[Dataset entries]
**********
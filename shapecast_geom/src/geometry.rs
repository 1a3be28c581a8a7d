// Copyright 2025 the Understory Authors
// SPDX-License-Identifier: Apache-2.0 OR MIT

//! The closed set of shape geometries.

use kurbo::{Affine, Circle, Point, Rect, Vec2};

use crate::intersect::{RayIntersect, ray_circle, ray_polygon, ray_rect};
use crate::overlap::{
    Manifold, overlap_circle_circle, overlap_polygon_circle, overlap_polygon_polygon,
    overlap_polygon_rect, overlap_rect_circle, overlap_rect_rect,
};
use crate::polygon::Polygon;
use crate::primitives::Ray;
use crate::rect::RectExt;

/// A circle, axis-aligned rectangle or polygon.
#[derive(Clone, Debug, PartialEq)]
pub enum Geometry {
    /// A circle.
    Circle(Circle),
    /// An axis-aligned rectangle.
    Rect(Rect),
    /// A polygon; convex whenever it takes part in overlap tests.
    Polygon(Polygon),
}

impl Geometry {
    /// Axis-aligned bounding box.
    pub fn bounding_box(&self) -> Rect {
        match self {
            Self::Circle(c) => Rect::from_center_size(c.center, (2.0 * c.radius, 2.0 * c.radius)),
            Self::Rect(r) => r.abs(),
            Self::Polygon(p) => p.bounds(),
        }
    }

    /// Whether `p` lies inside or on the boundary.
    pub fn contains(&self, p: Point) -> bool {
        match self {
            Self::Circle(c) => (p - c.center).hypot2() <= c.radius * c.radius,
            Self::Rect(r) => r.abs().contains_inclusive(p),
            Self::Polygon(poly) => poly.contains(p),
        }
    }

    /// A representative interior point: circle or rectangle center, polygon centroid.
    pub fn center(&self) -> Point {
        match self {
            Self::Circle(c) => c.center,
            Self::Rect(r) => r.center(),
            Self::Polygon(p) => p.centroid(),
        }
    }

    /// Map the geometry through `affine`.
    ///
    /// Circles keep their shape: the radius becomes the mapped length of a
    /// horizontal radius. Rectangles become the bounding box of their mapped
    /// corners. Polygons map vertex by vertex.
    pub fn apply_transform(&mut self, affine: Affine) {
        match self {
            Self::Circle(c) => {
                let center = affine * c.center;
                let rim = affine * (c.center + Vec2::new(c.radius, 0.0));
                *c = Circle::new(center, (rim - center).hypot());
            }
            Self::Rect(r) => *r = affine.transform_rect_bbox(r.abs()),
            Self::Polygon(p) => *p = p.transformed(affine),
        }
    }

    /// [`apply_transform`](Self::apply_transform) on a copy.
    #[must_use]
    pub fn transformed(&self, affine: Affine) -> Self {
        let mut g = self.clone();
        g.apply_transform(affine);
        g
    }

    /// Separating-axis overlap of `self` against `other`.
    ///
    /// The manifold normal points from `other` towards `self`.
    ///
    /// # Panics
    ///
    /// Panics if a polygon operand is not convex.
    pub fn overlap(&self, other: &Self) -> Option<Manifold> {
        overlap(self, other)
    }
}

impl RayIntersect for Geometry {
    fn ray_intersection(&self, ray: &Ray) -> Option<Point> {
        match self {
            Self::Circle(c) => ray_circle(ray, c),
            Self::Rect(r) => ray_rect(ray, r),
            Self::Polygon(p) => ray_polygon(ray, p),
        }
    }
}

/// Overlap of any two geometries; the normal points from `b` towards `a`.
///
/// # Panics
///
/// Panics if a polygon operand is not convex.
pub fn overlap(a: &Geometry, b: &Geometry) -> Option<Manifold> {
    use Geometry::{Circle as C, Polygon as P, Rect as R};
    match (a, b) {
        (C(a), C(b)) => overlap_circle_circle(a, b),
        (C(a), R(b)) => overlap_rect_circle(b, a).map(Manifold::flipped),
        (C(a), P(b)) => overlap_polygon_circle(b, a).map(Manifold::flipped),
        (R(a), C(b)) => overlap_rect_circle(a, b),
        (R(a), R(b)) => overlap_rect_rect(a, b),
        (R(a), P(b)) => overlap_polygon_rect(b, a).map(Manifold::flipped),
        (P(a), C(b)) => overlap_polygon_circle(a, b),
        (P(a), R(b)) => overlap_polygon_rect(a, b),
        (P(a), P(b)) => overlap_polygon_polygon(a, b),
    }
}

impl From<Circle> for Geometry {
    fn from(c: Circle) -> Self {
        Self::Circle(c)
    }
}

impl From<Rect> for Geometry {
    fn from(r: Rect) -> Self {
        Self::Rect(r)
    }
}

impl From<Polygon> for Geometry {
    fn from(p: Polygon) -> Self {
        Self::Polygon(p)
    }
}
**********
Task objective :: Above are the records; copy each line from them that includes the string "impl".

Response box ::
impl Geometry {
impl RayIntersect for Geometry {
impl From<Circle> for Geometry {
impl From<Rect> for Geometry {
impl From<Polygon> for Geometry {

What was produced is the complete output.